琢朗「プロ野球のシーズン中だと、僕は家を空ける日が多いでしょう。プロ野球のチームならマネージャーに任される仕事を、すべて家内がひとりでこなしてるんです。見ているだけでも大変だと思いますよ」
海外遠征の最中は、バランスの取れた食事を摂るのもままならないこともある。
さやか「何でも美味しく食べられるほうなんですけど、ヨーロッパでは極端に偏ることがあって、それこそ毎食ピザみたいな。おかげで口内炎が2、3個できて、ピザは一生食べたくない!と思ったくらい(笑)」
お母さんはスーパータフ
さやかの栄養管理もまた、母・詩織の重要な仕事のひとつである。
琢朗「僕の現役時代、家内は栄養士さんについて勉強して、僕の栄養管理をしてくれた。当時の資料やレシピがあるので、それをある程度、娘のために応用しているんです」
加えて、さやかに栄養指導も施している。
琢朗「順天堂大学浦安病院に女性アスリート外来というところがあるんですが、そこへ月に1度、さやかを通わせています。コンディション維持のための食生活について、専門的な指導を受けるために。
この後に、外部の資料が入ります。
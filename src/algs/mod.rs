//! Communication and search algorithms shared by the sparse containers.

pub mod coloring;
pub mod collective;
pub mod communicator;
pub mod search;
pub mod wire;

pub use coloring::compute_communication_schedule;
pub use communicator::{AssemblyCommTags, CommTag, Communicator, NoComm, RayonComm};
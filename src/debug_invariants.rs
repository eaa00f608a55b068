//! Structural invariant checks for CSR blocks, communication plans and the
//! distributed matrix.
//!
//! Checks run on construction in debug builds, or in release builds with the
//! `strict-invariants` / `check-invariants` features. They never run on the
//! assembly hot path.

use crate::matrix_error::MatrixError;

/// Trait for validating data structure invariants.
pub trait DebugInvariants {
    /// Panic on the first violated invariant when invariant checking is enabled.
    fn debug_assert_invariants(&self);
    /// Validate invariants and return the first error encountered.
    fn validate_invariants(&self) -> Result<(), MatrixError>;
}

/// Turn a failed condition into [`MatrixError::InvariantViolation`].
#[inline]
pub fn ensure(cond: bool, msg: impl FnOnce() -> String) -> Result<(), MatrixError> {
    if cond {
        Ok(())
    } else {
        Err(MatrixError::InvariantViolation(msg()))
    }
}

/// Run a fallible check and panic on error when invariant checking is enabled.
#[macro_export]
macro_rules! debug_invariants {
    ($expr:expr, $($ctx:tt)*) => {
        #[cfg(any(debug_assertions, feature = "strict-invariants", feature = "check-invariants"))]
        if let Err(e) = $expr {
            panic!(concat!("[invariants] ", $($ctx)*, ": {}"), e);
        }
    };
}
女性は男性と違って、いろいろデリケートな部分もあるので、気を遣わなきゃいけないことも多いから」
さやか「試合や遠征が続くと、その栄養指導を受けられない時期もあります。そうするとやっぱり、体重が増えたり、いろいろと体質が変わってきたりするんですよ。だから、常に気をつけていないといけません」
国内の大会に出場するときは、母がさやかのマネージャー兼運転手となる。移動距離がときに2000km以上に及んだこともあった。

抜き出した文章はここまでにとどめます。